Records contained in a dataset
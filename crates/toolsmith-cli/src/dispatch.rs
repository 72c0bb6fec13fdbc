use std::io::Write;
use std::path::PathBuf;

use anyhow::{anyhow, Context, Result};
use toolsmith_core::Settings;
use toolsmith_installer::{CommandRunner, ProfileSnapshot, ShellRunner, PROFILE_LIST_COMMAND};

use crate::completion::write_completions_script;
use crate::flows::{
    format_capability_lines, format_profile_lines, run_install_flow, run_resolve_flow,
    select_repositories,
};
use crate::render::{current_output_style, TerminalRenderer};
use crate::{Cli, Commands};

pub(crate) fn run_cli(cli: Cli) -> Result<i32> {
    let renderer = TerminalRenderer::from_style(current_output_style(cli.plain));

    match cli.command {
        Commands::Install(args) => {
            let settings = load_settings(cli.config)?;
            let selected = select_repositories(&settings.repositories, &args.selection)?;
            run_install_flow(&settings, &selected, &args, renderer)
        }
        Commands::Resolve(selection) => {
            let settings = load_settings(cli.config)?;
            let selected = select_repositories(&settings.repositories, &selection)?;
            Ok(run_resolve_flow(&settings, &selected, renderer))
        }
        Commands::Capabilities { identifier } => {
            let settings = load_settings(cli.config)?;
            let selection = crate::SelectionArgs {
                identifiers: vec![identifier],
                all: false,
            };
            let selected = select_repositories(&settings.repositories, &selection)?;
            let home_dir = std::env::var_os("HOME").map(PathBuf::from);
            let repositories_dir = settings.repositories_dir(home_dir.as_deref());
            for record in &selected {
                let repo_dir = record.checkout_dir(&repositories_dir);
                renderer.print_section(&record.full_name());
                renderer.print_lines(&format_capability_lines(&repo_dir));
            }
            Ok(0)
        }
        Commands::Profile { output, json } => {
            let cwd = std::env::current_dir().context("failed to read current directory")?;
            let outcome = ShellRunner.execute(PROFILE_LIST_COMMAND, &cwd)?;
            if !outcome.is_success() {
                return Err(anyhow!(
                    "'{PROFILE_LIST_COMMAND}' exited with {}: {}",
                    outcome.code,
                    outcome.combined_output().trim()
                ));
            }
            let snapshot = ProfileSnapshot::from_json(&outcome.stdout);
            if json {
                let rendered = serde_json::to_string_pretty(&snapshot)
                    .context("failed to render profile snapshot")?;
                println!("{rendered}");
            } else {
                renderer.print_lines(&format_profile_lines(&snapshot, output.as_deref()));
            }
            Ok(0)
        }
        Commands::Completions { shell } => {
            let mut stdout = std::io::stdout().lock();
            write_completions_script(shell, &mut stdout)?;
            stdout.flush().context("failed to flush completion script")?;
            Ok(0)
        }
    }
}

pub(crate) fn default_settings_path(home_dir: Option<PathBuf>) -> Result<PathBuf> {
    let home = home_dir.ok_or_else(|| anyhow!("HOME is not set; pass --config explicitly"))?;
    Ok(home.join(".config").join("toolsmith").join("config.toml"))
}

fn load_settings(explicit: Option<PathBuf>) -> Result<Settings> {
    match explicit {
        Some(path) => Settings::load(&path),
        None => {
            let path = default_settings_path(std::env::var_os("HOME").map(PathBuf::from))?;
            Settings::load_or_default(&path)
        }
    }
}
use std::fs;
use std::io;
use std::path::{Path, PathBuf};

/// Also removes dangling symlinks, which `Path::exists` reports as missing.
pub fn remove_file_if_exists(path: &Path) -> io::Result<()> {
    if fs::symlink_metadata(path).is_ok() {
        fs::remove_file(path)?;
    }
    Ok(())
}

pub fn is_executable_file(path: &Path) -> bool {
    let Ok(metadata) = fs::metadata(path) else {
        return false;
    };
    if !metadata.is_file() {
        return false;
    }

    #[cfg(unix)]
    {
        use std::os::unix::fs::PermissionsExt;
        metadata.permissions().mode() & 0o111 != 0
    }

    #[cfg(not(unix))]
    {
        true
    }
}

/// Unreadable files read as absent.
pub fn read_text_if_exists(path: &Path) -> Option<String> {
    if !path.is_file() {
        return None;
    }
    fs::read_to_string(path).ok()
}

pub fn files_with_extension(dir: &Path, extension: &str) -> Vec<PathBuf> {
    let Ok(entries) = fs::read_dir(dir) else {
        return Vec::new();
    };
    let mut files: Vec<PathBuf> = entries
        .filter_map(Result::ok)
        .map(|entry| entry.path())
        .filter(|path| path.is_file())
        .filter(|path| path.extension().and_then(|v| v.to_str()) == Some(extension))
        .collect();
    files.sort();
    files
}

◆ **TASK TO COMPLETE**
The expected output is an exact copy of all the records above.

◆ **SOLUTION TO THE PROBLEM**
filename crates/toolsmith-cli/src/dispatch.rs
repository 72c0bb6fec13fdbc
use std::io::Write;
use std::path::PathBuf;

use anyhow::{anyhow, Context, Result};
use toolsmith_core::Settings;
use toolsmith_installer::{CommandRunner, ProfileSnapshot, ShellRunner, PROFILE_LIST_COMMAND};

use crate::completion::write_completions_script;
use crate::flows::{
    format_capability_lines, format_profile_lines, run_install_flow, run_resolve_flow,
    select_repositories,
};
use crate::render::{current_output_style, TerminalRenderer};
use crate::{Cli, Commands};

pub(crate) fn run_cli(cli: Cli) -> Result<i32> {
    let renderer = TerminalRenderer::from_style(current_output_style(cli.plain));

    match cli.command {
        Commands::Install(args) => {
            let settings = load_settings(cli.config)?;
            let selected = select_repositories(&settings.repositories, &args.selection)?;
            run_install_flow(&settings, &selected, &args, renderer)
        }
        Commands::Resolve(selection) => {
            let settings = load_settings(cli.config)?;
            let selected = select_repositories(&settings.repositories, &selection)?;
            Ok(run_resolve_flow(&settings, &selected, renderer))
        }
        Commands::Capabilities { identifier } => {
            let settings = load_settings(cli.config)?;
            let selection = crate::SelectionArgs {
                identifiers: vec![identifier],
                all: false,
            };
            let selected = select_repositories(&settings.repositories, &selection)?;
            let home_dir = std::env::var_os("HOME").map(PathBuf::from);
            let repositories_dir = settings.repositories_dir(home_dir.as_deref());
            for record in &selected {
                let repo_dir = record.checkout_dir(&repositories_dir);
                renderer.print_section(&record.full_name());
                renderer.print_lines(&format_capability_lines(&repo_dir));
            }
            Ok(0)
        }
        Commands::Profile { output, json } => {
            let cwd = std::env::current_dir().context("failed to read current directory")?;
            let outcome = ShellRunner.execute(PROFILE_LIST_COMMAND, &cwd)?;
            if !outcome.is_success() {
                return Err(anyhow!(
                    "'{PROFILE_LIST_COMMAND}' exited with {}: {}",
                    outcome.code,
                    outcome.combined_output().trim()
                ));
            }
            let snapshot = ProfileSnapshot::from_json(&outcome.stdout);
            if json {
                let rendered = serde_json::to_string_pretty(&snapshot)
                    .context("failed to render profile snapshot")?;
                println!("{rendered}");
            } else {
                renderer.print_lines(&format_profile_lines(&snapshot, output.as_deref()));
            }
            Ok(0)
        }
        Commands::Completions { shell } => {
            let mut stdout = std::io::stdout().lock();
            write_completions_script(shell, &mut stdout)?;
            stdout.flush().context("failed to flush completion script")?;
            Ok(0)
        }
    }
}

pub(crate) fn default_settings_path(home_dir: Option<PathBuf>) -> Result<PathBuf> {
    let home = home_dir.ok_or_else(|| anyhow!("HOME is not set; pass --config explicitly"))?;
    Ok(home.join(".config").join("toolsmith").join("config.toml"))
}

fn load_settings(explicit: Option<PathBuf>) -> Result<Settings> {
    match explicit {
        Some(path) => Settings::load(&path),
        None => {
            let path = default_settings_path(std::env::var_os("HOME").map(PathBuf::from))?;
            Settings::load_or_default(&path)
        }
    }
}
use std::fs;
use std::io;
use std::path::{Path, PathBuf};

/// Also removes dangling symlinks, which `Path::exists` reports as missing.
pub fn remove_file_if_exists(path: &Path) -> io::Result<()> {
    if fs::symlink_metadata(path).is_ok() {
        fs::remove_file(path)?;
    }
    Ok(())
}

pub fn is_executable_file(path: &Path) -> bool {
    let Ok(metadata) = fs::metadata(path) else {
        return false;
    };
    if !metadata.is_file() {
        return false;
    }

    #[cfg(unix)]
    {
        use std::os::unix::fs::PermissionsExt;
        metadata.permissions().mode() & 0o111 != 0
    }

    #[cfg(not(unix))]
    {
        true
    }
}

/// Unreadable files read as absent.
pub fn read_text_if_exists(path: &Path) -> Option<String> {
    if !path.is_file() {
        return None;
    }
    fs::read_to_string(path).ok()
}

pub fn files_with_extension(dir: &Path, extension: &str) -> Vec<PathBuf> {
    let Ok(entries) = fs::read_dir(dir) else {
        return Vec::new();
    };
    let mut files: Vec<PathBuf> = entries
        .filter_map(Result::ok)
        .map(|entry| entry.path())
        .filter(|path| path.is_file())
        .filter(|path| path.extension().and_then(|v| v.to_str()) == Some(extension))
        .collect();
    files.sort();
    files
}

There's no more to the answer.